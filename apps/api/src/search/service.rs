//! Candidate search service: fetches the open-to-work pool, runs the pure
//! engine over it, and records every invocation in the recruiter's search
//! history. Statistics stay in SQL aggregates.

use serde::Serialize;
use sqlx::PgPool;
use uuid::Uuid;

use crate::errors::AppError;
use crate::models::job_seeker::JobSeekerRow;
use crate::recruiters;
use crate::search::criteria::SearchCriteria;
use crate::search::engine::{matches_criteria, run_search, SearchOutcome};

/// Executes a recruiter search. The invocation is recorded with
/// `results_count` equal to the full filtered total, not the page size.
pub async fn search_candidates(
    pool: &PgPool,
    recruiter_user_id: Uuid,
    criteria: SearchCriteria,
) -> Result<SearchOutcome, AppError> {
    let rows = fetch_open_candidates(pool).await?;
    let outcome = run_search(rows, &criteria);

    let query = criteria.query.clone().unwrap_or_default();
    let filters = serde_json::to_value(&criteria).unwrap_or_default();
    recruiters::service::record_search(
        pool,
        recruiter_user_id,
        &query,
        filters,
        outcome.pagination.total as i64,
    )
    .await?;

    Ok(outcome)
}

/// Top open-to-work candidates by profile score.
pub async fn get_top_candidates(
    pool: &PgPool,
    limit: i64,
) -> Result<Vec<JobSeekerRow>, AppError> {
    let rows = sqlx::query_as::<_, JobSeekerRow>(
        "SELECT * FROM job_seekers WHERE is_open_to_work = TRUE ORDER BY profile_score DESC LIMIT $1",
    )
    .bind(limit)
    .fetch_all(pool)
    .await?;
    Ok(rows)
}

/// Candidates matching any of the given skills, best profiles first.
pub async fn get_candidates_by_skills(
    pool: &PgPool,
    skills: Vec<String>,
    limit: usize,
) -> Result<Vec<JobSeekerRow>, AppError> {
    let criteria = SearchCriteria {
        skills: Some(skills),
        ..SearchCriteria::default()
    };

    let mut rows: Vec<JobSeekerRow> = fetch_open_candidates(pool)
        .await?
        .into_iter()
        .filter(|row| matches_criteria(row, &criteria))
        .collect();
    rows.sort_by(|a, b| b.profile_score.cmp(&a.profile_score));
    rows.truncate(limit);
    Ok(rows)
}

pub async fn fetch_open_candidates(pool: &PgPool) -> Result<Vec<JobSeekerRow>, sqlx::Error> {
    sqlx::query_as::<_, JobSeekerRow>("SELECT * FROM job_seekers WHERE is_open_to_work = TRUE")
        .fetch_all(pool)
        .await
}

#[derive(Debug, Serialize)]
pub struct SkillFrequency {
    pub skill: String,
    pub count: i64,
}

#[derive(Debug, Serialize)]
pub struct LocationFrequency {
    pub location: String,
    pub count: i64,
}

#[derive(Debug, Serialize)]
pub struct SearchStatistics {
    pub total_candidates: i64,
    pub open_to_work: i64,
    pub average_profile_score: f64,
    pub average_experience: f64,
    pub top_skills: Vec<SkillFrequency>,
    pub top_locations: Vec<LocationFrequency>,
}

/// Pool-wide aggregates for the recruiter dashboard.
pub async fn get_statistics(pool: &PgPool) -> Result<SearchStatistics, AppError> {
    let total_candidates: i64 = sqlx::query_scalar("SELECT COUNT(*) FROM job_seekers")
        .fetch_one(pool)
        .await?;

    let open_to_work: i64 =
        sqlx::query_scalar("SELECT COUNT(*) FROM job_seekers WHERE is_open_to_work = TRUE")
            .fetch_one(pool)
            .await?;

    let average_profile_score: f64 =
        sqlx::query_scalar("SELECT COALESCE(AVG(profile_score), 0)::float8 FROM job_seekers")
            .fetch_one(pool)
            .await?;

    let average_experience: f64 = sqlx::query_scalar(
        "SELECT COALESCE(AVG(total_experience_years), 0)::float8 FROM job_seekers",
    )
    .fetch_one(pool)
    .await?;

    let top_skills: Vec<(String, i64)> = sqlx::query_as(
        r#"
        SELECT skill, COUNT(*) AS count
        FROM job_seekers, UNNEST(skills) AS skill
        GROUP BY skill
        ORDER BY count DESC
        LIMIT 20
        "#,
    )
    .fetch_all(pool)
    .await?;

    let top_locations: Vec<(String, i64)> = sqlx::query_as(
        r#"
        SELECT location, COUNT(*) AS count
        FROM job_seekers
        WHERE location IS NOT NULL
        GROUP BY location
        ORDER BY count DESC
        LIMIT 10
        "#,
    )
    .fetch_all(pool)
    .await?;

    Ok(SearchStatistics {
        total_candidates,
        open_to_work,
        average_profile_score,
        average_experience,
        top_skills: top_skills
            .into_iter()
            .map(|(skill, count)| SkillFrequency { skill, count })
            .collect(),
        top_locations: top_locations
            .into_iter()
            .map(|(location, count)| LocationFrequency { location, count })
            .collect(),
    })
}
::::
* PROBLEM TO SOLVE *
Print every record above. Keep each one exactly as it is.

* FINISHED TASK *
filename apps/api/src/search/service.rs
//! Candidate search service: fetches the open-to-work pool, runs the pure
//! engine over it, and records every invocation in the recruiter's search
//! history. Statistics stay in SQL aggregates.

use serde::Serialize;
use sqlx::PgPool;
use uuid::Uuid;

use crate::errors::AppError;
use crate::models::job_seeker::JobSeekerRow;
use crate::recruiters;
use crate::search::criteria::SearchCriteria;
use crate::search::engine::{matches_criteria, run_search, SearchOutcome};

/// Executes a recruiter search. The invocation is recorded with
/// `results_count` equal to the full filtered total, not the page size.
pub async fn search_candidates(
    pool: &PgPool,
    recruiter_user_id: Uuid,
    criteria: SearchCriteria,
) -> Result<SearchOutcome, AppError> {
    let rows = fetch_open_candidates(pool).await?;
    let outcome = run_search(rows, &criteria);

    let query = criteria.query.clone().unwrap_or_default();
    let filters = serde_json::to_value(&criteria).unwrap_or_default();
    recruiters::service::record_search(
        pool,
        recruiter_user_id,
        &query,
        filters,
        outcome.pagination.total as i64,
    )
    .await?;

    Ok(outcome)
}

/// Top open-to-work candidates by profile score.
pub async fn get_top_candidates(
    pool: &PgPool,
    limit: i64,
) -> Result<Vec<JobSeekerRow>, AppError> {
    let rows = sqlx::query_as::<_, JobSeekerRow>(
        "SELECT * FROM job_seekers WHERE is_open_to_work = TRUE ORDER BY profile_score DESC LIMIT $1",
    )
    .bind(limit)
    .fetch_all(pool)
    .await?;
    Ok(rows)
}

/// Candidates matching any of the given skills, best profiles first.
pub async fn get_candidates_by_skills(
    pool: &PgPool,
    skills: Vec<String>,
    limit: usize,
) -> Result<Vec<JobSeekerRow>, AppError> {
    let criteria = SearchCriteria {
        skills: Some(skills),
        ..SearchCriteria::default()
    };

    let mut rows: Vec<JobSeekerRow> = fetch_open_candidates(pool)
        .await?
        .into_iter()
        .filter(|row| matches_criteria(row, &criteria))
        .collect();
    rows.sort_by(|a, b| b.profile_score.cmp(&a.profile_score));
    rows.truncate(limit);
    Ok(rows)
}

pub async fn fetch_open_candidates(pool: &PgPool) -> Result<Vec<JobSeekerRow>, sqlx::Error> {
    sqlx::query_as::<_, JobSeekerRow>("SELECT * FROM job_seekers WHERE is_open_to_work = TRUE")
        .fetch_all(pool)
        .await
}

#[derive(Debug, Serialize)]
pub struct SkillFrequency {
    pub skill: String,
    pub count: i64,
}

#[derive(Debug, Serialize)]
pub struct LocationFrequency {
    pub location: String,
    pub count: i64,
}

#[derive(Debug, Serialize)]
pub struct SearchStatistics {
    pub total_candidates: i64,
    pub open_to_work: i64,
    pub average_profile_score: f64,
    pub average_experience: f64,
    pub top_skills: Vec<SkillFrequency>,
    pub top_locations: Vec<LocationFrequency>,
}

/// Pool-wide aggregates for the recruiter dashboard.
pub async fn get_statistics(pool: &PgPool) -> Result<SearchStatistics, AppError> {
    let total_candidates: i64 = sqlx::query_scalar("SELECT COUNT(*) FROM job_seekers")
        .fetch_one(pool)
        .await?;

    let open_to_work: i64 =
        sqlx::query_scalar("SELECT COUNT(*) FROM job_seekers WHERE is_open_to_work = TRUE")
            .fetch_one(pool)
            .await?;

    let average_profile_score: f64 =
        sqlx::query_scalar("SELECT COALESCE(AVG(profile_score), 0)::float8 FROM job_seekers")
            .fetch_one(pool)
            .await?;

    let average_experience: f64 = sqlx::query_scalar(
        "SELECT COALESCE(AVG(total_experience_years), 0)::float8 FROM job_seekers",
    )
    .fetch_one(pool)
    .await?;

    let top_skills: Vec<(String, i64)> = sqlx::query_as(
        r#"
        SELECT skill, COUNT(*) AS count
        FROM job_seekers, UNNEST(skills) AS skill
        GROUP BY skill
        ORDER BY count DESC
        LIMIT 20
        "#,
    )
    .fetch_all(pool)
    .await?;

    let top_locations: Vec<(String, i64)> = sqlx::query_as(
        r#"
        SELECT location, COUNT(*) AS count
        FROM job_seekers
        WHERE location IS NOT NULL
        GROUP BY location
        ORDER BY count DESC
        LIMIT 10
        "#,
    )
    .fetch_all(pool)
    .await?;

    Ok(SearchStatistics {
        total_candidates,
        open_to_work,
        average_profile_score,
        average_experience,
        top_skills: top_skills
            .into_iter()
            .map(|(skill, count)| SkillFrequency { skill, count })
            .collect(),
        top_locations: top_locations
            .into_iter()
            .map(|(location, count)| LocationFrequency { location, count })
            .collect(),
    })
}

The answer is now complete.